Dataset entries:
--- START ---

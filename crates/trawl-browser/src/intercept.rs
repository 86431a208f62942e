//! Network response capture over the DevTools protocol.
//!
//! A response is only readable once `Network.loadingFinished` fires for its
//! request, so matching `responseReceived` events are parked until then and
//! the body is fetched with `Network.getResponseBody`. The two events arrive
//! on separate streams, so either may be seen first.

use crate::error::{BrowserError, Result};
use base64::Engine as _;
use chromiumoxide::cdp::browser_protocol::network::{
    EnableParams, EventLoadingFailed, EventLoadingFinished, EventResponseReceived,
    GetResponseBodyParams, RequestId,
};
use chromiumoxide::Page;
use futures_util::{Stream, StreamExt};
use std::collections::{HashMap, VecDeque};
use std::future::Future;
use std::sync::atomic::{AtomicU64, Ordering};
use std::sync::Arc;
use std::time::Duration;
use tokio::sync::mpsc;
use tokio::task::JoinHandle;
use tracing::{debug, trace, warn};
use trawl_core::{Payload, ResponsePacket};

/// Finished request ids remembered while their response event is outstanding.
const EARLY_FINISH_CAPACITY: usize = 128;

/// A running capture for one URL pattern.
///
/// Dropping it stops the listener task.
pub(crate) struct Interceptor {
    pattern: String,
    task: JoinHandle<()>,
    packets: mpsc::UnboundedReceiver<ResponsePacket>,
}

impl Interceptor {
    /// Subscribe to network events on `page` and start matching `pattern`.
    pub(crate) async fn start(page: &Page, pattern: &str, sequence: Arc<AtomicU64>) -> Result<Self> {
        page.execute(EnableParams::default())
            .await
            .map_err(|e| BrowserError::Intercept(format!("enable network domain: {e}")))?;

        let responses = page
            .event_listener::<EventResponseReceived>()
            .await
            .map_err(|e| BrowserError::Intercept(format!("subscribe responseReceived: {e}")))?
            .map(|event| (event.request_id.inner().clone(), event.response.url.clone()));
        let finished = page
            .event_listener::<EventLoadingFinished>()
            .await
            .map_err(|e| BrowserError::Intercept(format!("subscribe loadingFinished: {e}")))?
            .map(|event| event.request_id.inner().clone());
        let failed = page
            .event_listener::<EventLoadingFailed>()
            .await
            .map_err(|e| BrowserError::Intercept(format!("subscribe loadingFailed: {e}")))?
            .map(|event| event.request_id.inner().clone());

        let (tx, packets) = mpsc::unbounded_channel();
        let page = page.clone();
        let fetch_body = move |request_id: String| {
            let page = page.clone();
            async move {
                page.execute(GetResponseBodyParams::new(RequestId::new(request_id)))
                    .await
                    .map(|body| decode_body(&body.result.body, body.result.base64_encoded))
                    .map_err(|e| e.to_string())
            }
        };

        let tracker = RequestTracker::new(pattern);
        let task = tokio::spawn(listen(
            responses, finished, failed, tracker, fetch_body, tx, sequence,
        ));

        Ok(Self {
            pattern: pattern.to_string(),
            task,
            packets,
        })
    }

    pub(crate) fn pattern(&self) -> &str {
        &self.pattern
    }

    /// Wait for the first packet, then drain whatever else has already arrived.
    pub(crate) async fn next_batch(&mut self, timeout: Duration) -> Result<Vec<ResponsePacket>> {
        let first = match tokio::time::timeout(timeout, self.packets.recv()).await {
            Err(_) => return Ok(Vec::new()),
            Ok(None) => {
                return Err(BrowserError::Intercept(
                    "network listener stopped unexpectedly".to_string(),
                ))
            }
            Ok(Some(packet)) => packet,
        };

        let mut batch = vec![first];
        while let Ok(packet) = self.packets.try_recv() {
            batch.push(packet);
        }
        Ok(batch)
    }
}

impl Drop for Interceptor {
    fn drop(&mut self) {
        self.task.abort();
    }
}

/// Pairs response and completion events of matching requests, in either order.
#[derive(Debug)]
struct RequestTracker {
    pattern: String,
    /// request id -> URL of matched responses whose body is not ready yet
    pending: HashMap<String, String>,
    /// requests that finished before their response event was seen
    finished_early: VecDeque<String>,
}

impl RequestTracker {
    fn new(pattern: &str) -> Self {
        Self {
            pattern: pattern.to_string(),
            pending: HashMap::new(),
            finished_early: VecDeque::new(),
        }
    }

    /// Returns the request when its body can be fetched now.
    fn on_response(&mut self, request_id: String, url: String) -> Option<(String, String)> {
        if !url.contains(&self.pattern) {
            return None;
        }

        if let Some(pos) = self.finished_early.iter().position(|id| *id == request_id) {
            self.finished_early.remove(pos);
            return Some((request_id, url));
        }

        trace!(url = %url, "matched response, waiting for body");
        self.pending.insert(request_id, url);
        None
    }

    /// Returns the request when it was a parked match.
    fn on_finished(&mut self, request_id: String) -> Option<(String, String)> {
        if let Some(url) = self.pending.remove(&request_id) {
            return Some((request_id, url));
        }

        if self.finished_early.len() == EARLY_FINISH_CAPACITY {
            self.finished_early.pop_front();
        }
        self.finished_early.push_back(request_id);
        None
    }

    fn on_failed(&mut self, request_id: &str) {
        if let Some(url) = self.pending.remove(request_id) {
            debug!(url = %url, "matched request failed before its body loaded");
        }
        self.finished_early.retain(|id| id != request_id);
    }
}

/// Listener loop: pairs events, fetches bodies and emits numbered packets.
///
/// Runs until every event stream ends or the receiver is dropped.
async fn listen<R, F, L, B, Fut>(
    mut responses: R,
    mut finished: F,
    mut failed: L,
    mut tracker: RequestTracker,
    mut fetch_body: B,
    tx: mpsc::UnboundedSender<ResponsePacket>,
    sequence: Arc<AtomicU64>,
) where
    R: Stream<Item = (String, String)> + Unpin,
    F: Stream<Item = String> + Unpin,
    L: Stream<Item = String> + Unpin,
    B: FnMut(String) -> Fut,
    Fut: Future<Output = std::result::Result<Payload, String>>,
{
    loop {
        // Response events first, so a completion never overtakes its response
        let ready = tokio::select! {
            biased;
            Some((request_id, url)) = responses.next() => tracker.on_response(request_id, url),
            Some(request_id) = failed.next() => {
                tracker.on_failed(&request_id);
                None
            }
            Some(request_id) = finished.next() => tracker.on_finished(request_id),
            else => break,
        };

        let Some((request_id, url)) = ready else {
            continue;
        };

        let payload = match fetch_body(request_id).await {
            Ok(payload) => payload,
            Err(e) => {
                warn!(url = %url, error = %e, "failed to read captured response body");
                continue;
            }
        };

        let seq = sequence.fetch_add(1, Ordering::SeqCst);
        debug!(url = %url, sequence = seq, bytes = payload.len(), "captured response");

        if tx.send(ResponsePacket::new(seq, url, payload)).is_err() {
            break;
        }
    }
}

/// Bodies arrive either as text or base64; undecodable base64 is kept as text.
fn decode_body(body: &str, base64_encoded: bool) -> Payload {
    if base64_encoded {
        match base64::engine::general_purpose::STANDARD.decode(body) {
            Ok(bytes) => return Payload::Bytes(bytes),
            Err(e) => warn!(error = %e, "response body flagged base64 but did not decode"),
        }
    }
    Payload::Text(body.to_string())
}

--- END ---
--- START ---

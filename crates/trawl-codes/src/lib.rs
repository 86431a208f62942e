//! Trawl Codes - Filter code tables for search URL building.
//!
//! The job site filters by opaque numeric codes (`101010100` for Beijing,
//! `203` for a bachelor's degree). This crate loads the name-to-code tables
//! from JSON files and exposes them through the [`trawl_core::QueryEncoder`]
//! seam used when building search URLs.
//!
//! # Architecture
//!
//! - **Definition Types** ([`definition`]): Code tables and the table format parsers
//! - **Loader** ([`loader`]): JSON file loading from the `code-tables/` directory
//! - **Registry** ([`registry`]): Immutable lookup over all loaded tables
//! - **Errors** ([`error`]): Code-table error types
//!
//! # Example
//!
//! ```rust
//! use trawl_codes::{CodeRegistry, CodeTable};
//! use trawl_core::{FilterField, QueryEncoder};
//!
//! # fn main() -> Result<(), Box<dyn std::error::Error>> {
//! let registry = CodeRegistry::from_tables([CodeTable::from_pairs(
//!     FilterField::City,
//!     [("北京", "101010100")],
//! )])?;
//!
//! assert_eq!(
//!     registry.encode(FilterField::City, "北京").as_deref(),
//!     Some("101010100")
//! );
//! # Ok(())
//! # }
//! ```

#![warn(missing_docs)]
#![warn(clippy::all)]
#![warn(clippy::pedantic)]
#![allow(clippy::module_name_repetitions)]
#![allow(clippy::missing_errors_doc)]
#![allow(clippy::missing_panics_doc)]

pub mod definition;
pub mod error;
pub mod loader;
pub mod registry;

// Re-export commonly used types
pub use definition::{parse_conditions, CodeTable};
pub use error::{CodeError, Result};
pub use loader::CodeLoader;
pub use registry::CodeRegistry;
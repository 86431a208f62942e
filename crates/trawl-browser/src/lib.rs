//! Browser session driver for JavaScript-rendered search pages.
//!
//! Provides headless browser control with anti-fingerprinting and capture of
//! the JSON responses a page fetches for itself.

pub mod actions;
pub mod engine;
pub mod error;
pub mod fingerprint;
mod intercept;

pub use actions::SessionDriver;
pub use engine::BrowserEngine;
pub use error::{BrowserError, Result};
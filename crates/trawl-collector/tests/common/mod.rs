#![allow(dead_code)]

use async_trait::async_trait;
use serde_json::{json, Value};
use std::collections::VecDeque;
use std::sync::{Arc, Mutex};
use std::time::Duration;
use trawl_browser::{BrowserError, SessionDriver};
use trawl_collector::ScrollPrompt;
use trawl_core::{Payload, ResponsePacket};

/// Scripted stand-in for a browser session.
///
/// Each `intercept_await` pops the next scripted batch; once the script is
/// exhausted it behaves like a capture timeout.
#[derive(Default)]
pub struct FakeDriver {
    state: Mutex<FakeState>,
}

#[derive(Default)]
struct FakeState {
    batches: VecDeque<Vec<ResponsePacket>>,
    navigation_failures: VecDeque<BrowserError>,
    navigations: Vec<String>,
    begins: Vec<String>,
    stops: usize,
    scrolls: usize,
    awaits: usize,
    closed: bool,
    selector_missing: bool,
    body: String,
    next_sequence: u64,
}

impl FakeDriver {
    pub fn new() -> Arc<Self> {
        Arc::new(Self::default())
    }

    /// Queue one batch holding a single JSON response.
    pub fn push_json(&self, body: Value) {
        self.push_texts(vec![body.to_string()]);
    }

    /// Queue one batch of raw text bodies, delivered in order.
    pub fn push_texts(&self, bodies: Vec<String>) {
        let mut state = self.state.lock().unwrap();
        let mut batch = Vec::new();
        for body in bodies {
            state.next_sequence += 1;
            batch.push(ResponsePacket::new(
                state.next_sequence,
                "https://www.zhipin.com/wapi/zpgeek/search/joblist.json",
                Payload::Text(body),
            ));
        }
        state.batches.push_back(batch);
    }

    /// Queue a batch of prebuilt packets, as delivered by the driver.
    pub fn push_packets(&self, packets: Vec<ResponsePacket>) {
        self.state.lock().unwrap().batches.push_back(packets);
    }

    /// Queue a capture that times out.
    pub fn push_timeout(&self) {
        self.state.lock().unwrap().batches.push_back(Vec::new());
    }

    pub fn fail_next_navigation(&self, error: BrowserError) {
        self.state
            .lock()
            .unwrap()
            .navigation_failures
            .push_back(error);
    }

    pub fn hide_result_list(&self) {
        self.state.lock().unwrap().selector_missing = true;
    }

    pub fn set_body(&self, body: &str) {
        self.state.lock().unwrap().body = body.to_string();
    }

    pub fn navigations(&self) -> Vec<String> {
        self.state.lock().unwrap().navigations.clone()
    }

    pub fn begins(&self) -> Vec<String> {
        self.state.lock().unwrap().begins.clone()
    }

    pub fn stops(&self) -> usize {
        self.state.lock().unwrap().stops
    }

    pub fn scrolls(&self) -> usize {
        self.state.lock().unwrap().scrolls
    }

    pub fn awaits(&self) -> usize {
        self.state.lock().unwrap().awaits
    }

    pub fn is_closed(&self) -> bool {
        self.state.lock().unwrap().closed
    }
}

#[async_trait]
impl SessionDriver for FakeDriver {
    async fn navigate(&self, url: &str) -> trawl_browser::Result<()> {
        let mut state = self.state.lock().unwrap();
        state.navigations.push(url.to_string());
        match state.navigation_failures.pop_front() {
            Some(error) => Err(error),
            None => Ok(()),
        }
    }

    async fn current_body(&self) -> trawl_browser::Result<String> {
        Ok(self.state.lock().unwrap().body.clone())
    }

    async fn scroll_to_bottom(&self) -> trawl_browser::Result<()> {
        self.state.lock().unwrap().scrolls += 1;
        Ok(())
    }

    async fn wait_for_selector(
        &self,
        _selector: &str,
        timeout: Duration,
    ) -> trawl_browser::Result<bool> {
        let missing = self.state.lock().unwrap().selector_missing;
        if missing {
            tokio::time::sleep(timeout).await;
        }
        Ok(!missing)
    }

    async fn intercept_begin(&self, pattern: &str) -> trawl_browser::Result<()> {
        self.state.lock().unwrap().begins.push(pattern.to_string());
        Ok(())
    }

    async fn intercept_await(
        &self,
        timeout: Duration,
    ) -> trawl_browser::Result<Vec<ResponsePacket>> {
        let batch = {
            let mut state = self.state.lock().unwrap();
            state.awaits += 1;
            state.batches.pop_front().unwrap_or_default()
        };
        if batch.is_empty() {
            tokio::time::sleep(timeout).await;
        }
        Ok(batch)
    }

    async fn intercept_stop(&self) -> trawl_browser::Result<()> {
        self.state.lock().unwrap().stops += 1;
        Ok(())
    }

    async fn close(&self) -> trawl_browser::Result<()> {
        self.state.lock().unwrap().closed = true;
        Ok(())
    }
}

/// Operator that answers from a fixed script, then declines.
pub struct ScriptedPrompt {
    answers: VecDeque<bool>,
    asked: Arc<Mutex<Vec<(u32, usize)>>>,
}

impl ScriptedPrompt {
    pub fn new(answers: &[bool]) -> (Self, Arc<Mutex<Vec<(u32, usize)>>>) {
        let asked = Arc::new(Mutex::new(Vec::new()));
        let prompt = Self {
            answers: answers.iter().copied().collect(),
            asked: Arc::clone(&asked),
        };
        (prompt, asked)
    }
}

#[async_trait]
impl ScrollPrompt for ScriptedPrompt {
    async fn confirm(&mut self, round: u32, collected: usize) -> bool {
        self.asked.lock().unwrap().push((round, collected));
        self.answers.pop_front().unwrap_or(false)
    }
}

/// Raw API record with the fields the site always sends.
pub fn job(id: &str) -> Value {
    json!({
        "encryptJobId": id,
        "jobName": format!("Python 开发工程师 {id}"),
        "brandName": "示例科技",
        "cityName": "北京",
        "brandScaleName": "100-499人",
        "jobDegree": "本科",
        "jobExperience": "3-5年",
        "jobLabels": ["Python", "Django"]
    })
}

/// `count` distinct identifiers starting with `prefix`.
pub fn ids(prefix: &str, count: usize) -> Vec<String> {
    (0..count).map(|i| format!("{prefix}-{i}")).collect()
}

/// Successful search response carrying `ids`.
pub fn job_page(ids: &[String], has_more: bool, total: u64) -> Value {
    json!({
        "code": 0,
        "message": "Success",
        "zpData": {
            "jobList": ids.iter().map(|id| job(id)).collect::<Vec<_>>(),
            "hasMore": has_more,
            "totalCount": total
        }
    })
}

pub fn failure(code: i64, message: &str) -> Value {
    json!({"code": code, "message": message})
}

--- END ---

_WORK ITEM:_
Please work out how many lines of the data include the string "total" and reply with the number alone.

_THE COMPLETED TASK:_
2